**WHAT THE TASK ASKS**
Only the lines from the opening of the material through the one containing "Row details are" should be reproduced, each exactly as it stands.

**DATASET CONTENT**
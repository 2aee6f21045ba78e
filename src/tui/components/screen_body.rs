//! # ScreenBody Component
//!
//! Draws whatever `ScreenContent` the visible screen describes.
//!
//! ```text
//! Form          prompt + bordered single-line input
//! List          two lines per row, selected row highlighted
//! Conversation  wrapped messages, mine right-aligned
//! Card          bold label, value
//! ```
//!
//! Row details are truncated by display width (`unicode-width`) so wide
//! glyphs never overflow the row. Messages wrap with `textwrap` at a fixed
//! share of the body width.

use ratatui::Frame;
use ratatui::layout::{Alignment, Constraint, Layout, Rect};
use ratatui::style::{Color, Modifier, Style};
use ratatui::text::{Line, Span};
use ratatui::widgets::{Block, List, ListItem, ListState, Paragraph};
use unicode_width::{UnicodeWidthChar, UnicodeWidthStr};

use crate::screens::{ListRow, Message, ScreenContent};
use crate::tui::component::Component;

/// Messages take at most this share of the body width.
const BUBBLE_WIDTH_PERCENT: u16 = 70;

pub struct ScreenBody {
    pub content: ScreenContent,
}

impl ScreenBody {
    pub fn new(content: ScreenContent) -> Self {
        Self { content }
    }
}

impl Component for ScreenBody {
    fn render(&mut self, frame: &mut Frame, area: Rect) {
        match &self.content {
            ScreenContent::Form { prompt, value } => render_form(frame, area, prompt, value),
            ScreenContent::List { rows, selected } => render_list(frame, area, rows, *selected),
            ScreenContent::Conversation { messages } => render_conversation(frame, area, messages),
            ScreenContent::Card { fields } => render_card(frame, area, fields),
        }
    }
}

fn render_form(frame: &mut Frame, area: Rect, prompt: &str, value: &str) {
    use Constraint::{Length, Min};
    let [prompt_area, input_area, _rest] =
        Layout::vertical([Length(2), Length(3), Min(0)]).areas(area);

    frame.render_widget(Paragraph::new(prompt.to_string()), prompt_area);
    let input = Paragraph::new(format!("{value}▏")).block(Block::bordered().title("Name"));
    frame.render_widget(input, input_area);
}

fn render_list(frame: &mut Frame, area: Rect, rows: &[ListRow], selected: usize) {
    // Room for the highlight symbol
    let width = area.width.saturating_sub(2) as usize;
    let items: Vec<ListItem> = rows.iter().map(|row| list_item(row, width)).collect();
    let list = List::new(items)
        .highlight_style(Style::default().bg(Color::DarkGray))
        .highlight_symbol("▌");
    let mut state = ListState::default().with_selected((!rows.is_empty()).then_some(selected));
    frame.render_stateful_widget(list, area, &mut state);
}

fn list_item(row: &ListRow, width: usize) -> ListItem<'static> {
    let mut head = Vec::new();
    if row.online {
        head.push(Span::styled("● ", Style::default().fg(Color::Green)));
    }
    head.push(Span::styled(
        row.title.clone(),
        Style::default().add_modifier(Modifier::BOLD),
    ));
    if !row.trailing.is_empty() {
        head.push(Span::styled(
            format!("  {}", row.trailing),
            Style::default().fg(Color::DarkGray),
        ));
    }
    if let Some(count) = row.badge {
        head.push(Span::styled(
            format!("  ({count})"),
            Style::default().fg(Color::Cyan),
        ));
    }

    let detail = truncate_to_width(&row.detail, width);
    ListItem::new(vec![
        Line::from(head),
        Line::from(Span::styled(detail, Style::default().fg(Color::Gray))),
    ])
}

fn render_conversation(frame: &mut Frame, area: Rect, messages: &[Message]) {
    let bubble_width = (area.width * BUBBLE_WIDTH_PERCENT / 100).max(1);
    let mut lines = Vec::new();
    for message in messages {
        let (alignment, style) = if message.sent_by_me {
            (Alignment::Right, Style::default().fg(Color::Cyan))
        } else {
            (Alignment::Left, Style::default())
        };
        for wrapped in wrap_message(&message.text, bubble_width) {
            lines.push(Line::from(Span::styled(wrapped, style)).alignment(alignment));
        }
        lines.push(Line::default());
    }
    frame.render_widget(Paragraph::new(lines), area);
}

fn render_card(frame: &mut Frame, area: Rect, fields: &[(String, String)]) {
    let lines: Vec<Line> = fields
        .iter()
        .map(|(label, value)| {
            Line::from(vec![
                Span::styled(
                    format!("{label}: "),
                    Style::default().add_modifier(Modifier::BOLD),
                ),
                Span::raw(value.clone()),
            ])
        })
        .collect();
    frame.render_widget(Paragraph::new(lines).block(Block::bordered()), area);
}

/// Cut `text` to at most `width` display columns, ending in `…` when cut.
pub(crate) fn truncate_to_width(text: &str, width: usize) -> String {
    if text.width() <= width {
        return text.to_string();
    }
    if width == 0 {
        return String::new();
    }
    let mut out = String::new();
    let mut used = 0;
    for c in text.chars() {
        let w = c.width().unwrap_or(0);
        if used + w > width - 1 {
            break;
        }
        out.push(c);
        used += w;
    }
    out.push('…');
    out
}

/// Wrap a message body to `width` columns. Never returns zero lines.
pub(crate) fn wrap_message(text: &str, width: u16) -> Vec<String> {
    let options = textwrap::Options::new(width as usize)
        .break_words(true)
        .word_separator(textwrap::WordSeparator::AsciiSpace);
    let lines: Vec<String> = textwrap::wrap(text, options)
        .into_iter()
        .map(|line| line.into_owned())
        .collect();
    if lines.is_empty() {
        vec![String::new()]
    } else {
        lines
    }
}
//! A single conversation. Esc goes back to the roster.

use crate::flows::{ChatsStep, NavStep};
use crate::nav::Stepper;

use super::data::{Chat, Message};
use super::{ScreenContent, ScreenInput, ScreenView};

pub struct ChatScreen {
    stepper: Stepper<NavStep>,
    chat: Chat,
    messages: Vec<Message>,
}

impl ChatScreen {
    pub fn new(chat: Chat) -> Self {
        let messages = chat.history();
        Self {
            stepper: Stepper::new(),
            chat,
            messages,
        }
    }

    pub fn stepper(&self) -> Stepper<NavStep> {
        self.stepper.clone()
    }

    pub fn chat_id(&self) -> &str {
        &self.chat.id
    }
}

impl ScreenView for ChatScreen {
    fn title(&self) -> String {
        format!("Chat {}", self.chat.name)
    }

    fn content(&self) -> ScreenContent {
        ScreenContent::Conversation {
            messages: self.messages.clone(),
        }
    }

    fn handle_input(&self, input: ScreenInput) {
        if input == ScreenInput::Back {
            self.stepper.emit(NavStep::Chats(ChatsStep::Back));
        }
    }

    fn hints(&self) -> &'static str {
        " Esc Back "
    }
}
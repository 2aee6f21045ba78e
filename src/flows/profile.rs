use std::rc::Rc;

use crate::core::session::Session;
use crate::nav::{
    Flow, FlowContributor, FlowContributors, NavigationError, NavigationStack, Presentable,
};
use crate::screens::ProfileScreen;

use super::{NavStep, ProfileStep, Zyna, present};

pub struct ProfileFlow {
    session: Option<Session>,
    default_name: String,
    root: NavigationStack<Zyna>,
}

impl ProfileFlow {
    pub fn new(session: Option<Session>, default_name: &str) -> Self {
        Self {
            session,
            default_name: default_name.to_string(),
            root: NavigationStack::new(),
        }
    }

    pub fn stack(&self) -> NavigationStack<Zyna> {
        self.root.clone()
    }
}

impl Flow<Zyna> for ProfileFlow {
    fn name(&self) -> &'static str {
        "profile"
    }

    fn root(&self) -> Presentable<Zyna> {
        Presentable::Stack(self.root.clone())
    }

    fn navigate(&mut self, step: &NavStep) -> Result<FlowContributors<Zyna>, NavigationError> {
        match step {
            NavStep::Profile(ProfileStep::Profile) => {
                let screen = Rc::new(ProfileScreen::new(self.session.as_ref(), &self.default_name));
                let stepper = screen.stepper();
                let presentable = present(screen);
                self.root.set(vec![presentable.clone()]);
                Ok(FlowContributors::One(FlowContributor::contribute(presentable, stepper)))
            }
            _ => Ok(FlowContributors::None),
        }
    }
}
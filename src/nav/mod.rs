//! # Navigation Core
//!
//! Decides which screen-producing unit becomes active in response to which
//! abstract event. Knows nothing about what a screen looks like.
//!
//! ```text
//!                 ┌──────────────────────────────┐
//!                 │        FlowCoordinator       │
//!                 │  registry: stepper → flow    │
//!                 └──────┬────────────────▲──────┘
//!              navigate  │                │ Emission{stepper, step}
//!                        ▼                │
//!                 ┌─────────────┐   ┌─────┴─────┐
//!                 │    Flow     │   │  Stepper  │◀── emit(step) ── Screen
//!                 │ owns a root │   └───────────┘
//!                 │  container  │
//!                 └──────┬──────┘
//!                        │ FlowContributors: None | One | Multiple
//!                        ▼
//!            (Presentable or child Flow, Stepper)
//! ```
//!
//! ## Modules
//!
//! - [`step`]: `Navigation` vocabulary binding, `Stepper`, `Emission`
//! - [`presentable`]: screens, `NavigationStack`, `TabBar`
//! - [`flow`]: the `Flow` trait and contributors
//! - [`coordinator`]: routing, registry, reachability sweep
//! - [`error`]: `NavigationError`

pub mod coordinator;
pub mod error;
pub mod flow;
pub mod presentable;
pub mod step;

pub use coordinator::{CoordinatorState, FlowCoordinator, FlowId};
pub use error::NavigationError;
pub use flow::{Flow, FlowContributor, FlowContributors, NextPresentable};
pub use presentable::{
    NavigationStack, Presentable, PresentableId, ScreenHandle, Tab, TabBar, TabItem,
};
pub use step::{Emission, Navigation, Stepper, StepperId, Subscription};
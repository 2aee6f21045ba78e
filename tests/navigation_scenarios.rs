//! End-to-end navigation scenarios: real flows, real screens, driven the way
//! the terminal host drives them (input to the visible screen, then
//! `process_pending`).

use std::collections::HashSet;
use std::rc::Rc;
use std::time::Duration;

use zyna::TabKind;
use zyna::core::session::{Session, SessionStore};
use zyna::flows::{AppContext, AppFlow, AppStep, ChatsFlow, ChatsStep, NavStep, Zyna};
use zyna::nav::{
    CoordinatorState, Flow, FlowCoordinator, Presentable, PresentableId, Stepper,
};
use zyna::screens::{ScreenInput, sample_chats};

fn scratch_sessions() -> SessionStore {
    SessionStore::new(
        std::env::temp_dir()
            .join(format!("zyna-it-{}", uuid::Uuid::new_v4()))
            .join("session.json"),
    )
}

fn context(tab: TabKind) -> AppContext {
    AppContext::new(scratch_sessions(), tab, "Guest")
}

fn start(step: AppStep, tab: TabKind) -> FlowCoordinator<Zyna> {
    let mut coordinator = FlowCoordinator::new();
    coordinator
        .start(AppFlow::new(context(tab)), NavStep::App(step))
        .unwrap();
    coordinator
}

fn visible_title(coordinator: &FlowCoordinator<Zyna>) -> Option<String> {
    coordinator
        .root()?
        .visible_screen()
        .map(|screen| screen.view().title())
}

fn press(coordinator: &mut FlowCoordinator<Zyna>, input: ScreenInput) -> usize {
    let screen = coordinator
        .root()
        .and_then(|root| root.visible_screen())
        .expect("a visible screen");
    screen.view().handle_input(input);
    coordinator.process_pending()
}

fn reachable(coordinator: &FlowCoordinator<Zyna>) -> HashSet<PresentableId> {
    let mut seen = HashSet::new();
    if let Some(root) = coordinator.root() {
        root.collect_reachable(&mut seen);
    }
    seen
}

/// Every registration tracks a distinct, reachable presentable.
fn assert_registry_matches_tree(coordinator: &FlowCoordinator<Zyna>) {
    let tracked = coordinator.tracked_presentables();
    assert_eq!(coordinator.registry_len(), tracked.len());
    assert!(tracked.is_subset(&reachable(coordinator)));
}

#[test]
fn auth_then_main_replaces_root_with_tab_root() {
    let mut coordinator = start(AppStep::Auth, TabKind::Chats);
    assert_eq!(coordinator.state(), CoordinatorState::Running);
    assert_eq!(visible_title(&coordinator).as_deref(), Some("Welcome"));
    // Root kick plus the auth screen.
    assert_eq!(coordinator.registry_len(), 2);

    assert_eq!(press(&mut coordinator, ScreenInput::Select), 1);

    let Some(Presentable::Stack(root)) = coordinator.root() else {
        panic!("app root is a stack");
    };
    assert_eq!(root.len(), 1);
    assert!(matches!(root.top(), Some(Presentable::Tabs(_))));
    assert_eq!(visible_title(&coordinator).as_deref(), Some("Chats"));
    assert_eq!(
        coordinator.flow_names(),
        ["app", "chats", "main", "profile", "settings"]
    );
    assert_registry_matches_tree(&coordinator);
}

#[test]
fn sign_in_persists_session_for_next_launch() {
    let ctx = context(TabKind::Chats);
    let sessions = ctx.sessions.clone();
    assert_eq!(zyna::flows::initial_step(&ctx, true), NavStep::App(AppStep::Auth));

    let mut coordinator = FlowCoordinator::new();
    coordinator
        .start(AppFlow::new(ctx.clone()), NavStep::App(AppStep::Auth))
        .unwrap();
    press(&mut coordinator, ScreenInput::Backspace);
    press(&mut coordinator, ScreenInput::Char('!'));
    press(&mut coordinator, ScreenInput::Select);

    let saved: Session = sessions.load().unwrap().expect("session saved on sign-in");
    assert_eq!(saved.display_name, "Gues!");
    assert_eq!(zyna::flows::initial_step(&ctx, true), NavStep::App(AppStep::Main));
}

#[test]
fn tab_fan_out_registers_every_tab() {
    let coordinator = start(AppStep::Main, TabKind::Chats);

    // Root kick, main kick, three tab kicks, three tab screens.
    assert_eq!(coordinator.registry_len(), 8);
    assert_eq!(coordinator.flow_count(), 5);

    let Some(Presentable::Stack(root)) = coordinator.root() else {
        panic!("app root is a stack");
    };
    let Some(Presentable::Tabs(tabs)) = root.top() else {
        panic!("main flow shows a tab root");
    };
    let titles: Vec<String> = tabs.tabs().into_iter().map(|t| t.item.title).collect();
    assert_eq!(titles, ["Profile", "Chats", "Settings"]);
    assert_eq!(tabs.selected_index(), Some(1));

    let tracked = coordinator.tracked_presentables();
    for tab in tabs.tabs() {
        assert!(tracked.contains(&tab.content.id()));
    }
    assert_registry_matches_tree(&coordinator);
}

#[test]
fn initial_tab_setting_selects_tab() {
    let coordinator = start(AppStep::Main, TabKind::Profile);
    assert_eq!(visible_title(&coordinator).as_deref(), Some("Profile"));
}

#[test]
fn chat_push_and_back_reclaims_registration() {
    let mut coordinator = start(AppStep::Main, TabKind::Chats);
    let before = coordinator.registry_len();

    press(&mut coordinator, ScreenInput::Down);
    assert_eq!(press(&mut coordinator, ScreenInput::Select), 1);
    assert_eq!(visible_title(&coordinator).as_deref(), Some("Chat Bob Smith"));
    assert_eq!(coordinator.registry_len(), before + 1);

    let chat = coordinator.root().and_then(|r| r.visible_screen()).unwrap();
    assert!(coordinator.tracked_presentables().contains(&chat.id()));

    assert_eq!(press(&mut coordinator, ScreenInput::Back), 1);
    assert_eq!(visible_title(&coordinator).as_deref(), Some("Chats"));
    assert_eq!(coordinator.registry_len(), before);
    assert!(!coordinator.tracked_presentables().contains(&chat.id()));
    assert_registry_matches_tree(&coordinator);

    // The popped screen's stepper lost its subscriber; its steps go nowhere.
    chat.view().handle_input(ScreenInput::Back);
    assert_eq!(coordinator.process_pending(), 0);
    assert_eq!(visible_title(&coordinator).as_deref(), Some("Chats"));
}

#[test]
fn back_on_chat_list_is_noop() {
    let mut coordinator = start(AppStep::Main, TabKind::Chats);
    let before = coordinator.tracked_presentables();
    press(&mut coordinator, ScreenInput::Back);
    assert_eq!(coordinator.tracked_presentables(), before);
}

#[test]
fn unknown_chat_is_contained() {
    let flow = ChatsFlow::new(Rc::new(sample_chats()));
    let stack = flow.stack();
    let driver = Stepper::one(NavStep::Chats(ChatsStep::List));

    let mut coordinator = FlowCoordinator::new();
    coordinator.start_with(flow, driver.clone()).unwrap();
    let after_list = stack.ids();
    let registered = coordinator.registry_len();

    driver.emit(NavStep::Chats(ChatsStep::Chat {
        chat_id: "chat_404".to_string(),
    }));
    assert_eq!(coordinator.process_pending(), 1);
    assert_eq!(stack.ids(), after_list);
    assert_eq!(coordinator.registry_len(), registered);

    // The flow keeps working after the failure.
    driver.emit(NavStep::Chats(ChatsStep::Chat {
        chat_id: "chat_3".to_string(),
    }));
    coordinator.process_pending();
    assert_eq!(stack.len(), 2);
}

#[test]
fn redelivered_steps_yield_same_shape() {
    let mut flow = ChatsFlow::new(Rc::new(sample_chats()));
    let first = flow.navigate(&NavStep::Chats(ChatsStep::List)).unwrap();
    let second = flow.navigate(&NavStep::Chats(ChatsStep::List)).unwrap();
    assert_eq!(first.len(), 1);
    assert_eq!(second.len(), 1);
    assert_eq!(flow.stack().len(), 1);
}

#[test]
fn opening_same_chat_twice_pushes_two_tracked_screens() {
    let mut coordinator = start(AppStep::Main, TabKind::Chats);
    let before = coordinator.registry_len();
    let list = coordinator
        .root()
        .and_then(|root| root.visible_screen())
        .expect("chat list is visible");

    // Both selections come from the list screen before anything is routed.
    list.view().handle_input(ScreenInput::Select);
    list.view().handle_input(ScreenInput::Select);
    assert_eq!(coordinator.process_pending(), 2);

    let Some(Presentable::Stack(root)) = coordinator.root() else {
        panic!("app root is a stack");
    };
    let Some(Presentable::Tabs(tabs)) = root.top() else {
        panic!("main flow shows a tab root");
    };
    let Some(Presentable::Stack(chats)) = tabs.selected().map(|tab| tab.content) else {
        panic!("chats tab holds a stack");
    };
    assert_eq!(chats.len(), 3);
    assert_eq!(coordinator.registry_len(), before + 2);
    assert_eq!(visible_title(&coordinator).as_deref(), Some("Chat Alice Johnson"));
    assert_registry_matches_tree(&coordinator);
}

#[test]
fn steps_from_unregistered_stepper_are_dropped() {
    let mut coordinator = start(AppStep::Main, TabKind::Chats);
    let Some(Presentable::Stack(root)) = coordinator.root() else {
        panic!("app root is a stack");
    };
    let before = coordinator.tracked_presentables();

    let driver = Stepper::new();
    driver.emit(NavStep::App(AppStep::Main));
    assert_eq!(coordinator.process_pending(), 0);
    assert_eq!(root.len(), 1);
    assert_eq!(coordinator.tracked_presentables(), before);
}

#[test]
fn run_routes_steps_emitted_from_another_thread() {
    let flow = ChatsFlow::new(Rc::new(sample_chats()));
    let stack = flow.stack();
    let driver = Stepper::one(NavStep::Chats(ChatsStep::List));
    let mut coordinator = FlowCoordinator::new();
    coordinator.start_with(flow, driver.clone()).unwrap();

    let remote = driver.clone();
    std::thread::spawn(move || {
        remote.emit(NavStep::Chats(ChatsStep::Chat {
            chat_id: "chat_5".to_string(),
        }));
    })
    .join()
    .unwrap();

    let outcome = tokio_test::block_on(async {
        tokio::time::timeout(Duration::from_millis(50), coordinator.run()).await
    });
    assert!(outcome.is_err(), "run only returns when dropped");
    assert_eq!(stack.len(), 2);
}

**SOLUTION FOR THIS PROBLEM**
repository 2aee6f21045ba78e
filename src/tui/components/screen_body.rs
//! # ScreenBody Component
//!
//! Draws whatever `ScreenContent` the visible screen describes.
//!
//! ```text
//! Form          prompt + bordered single-line input
//! List          two lines per row, selected row highlighted
//! Conversation  wrapped messages, mine right-aligned
//! Card          bold label, value
//! ```
//!
//! Row details are truncated by display width (`unicode-width`) so wide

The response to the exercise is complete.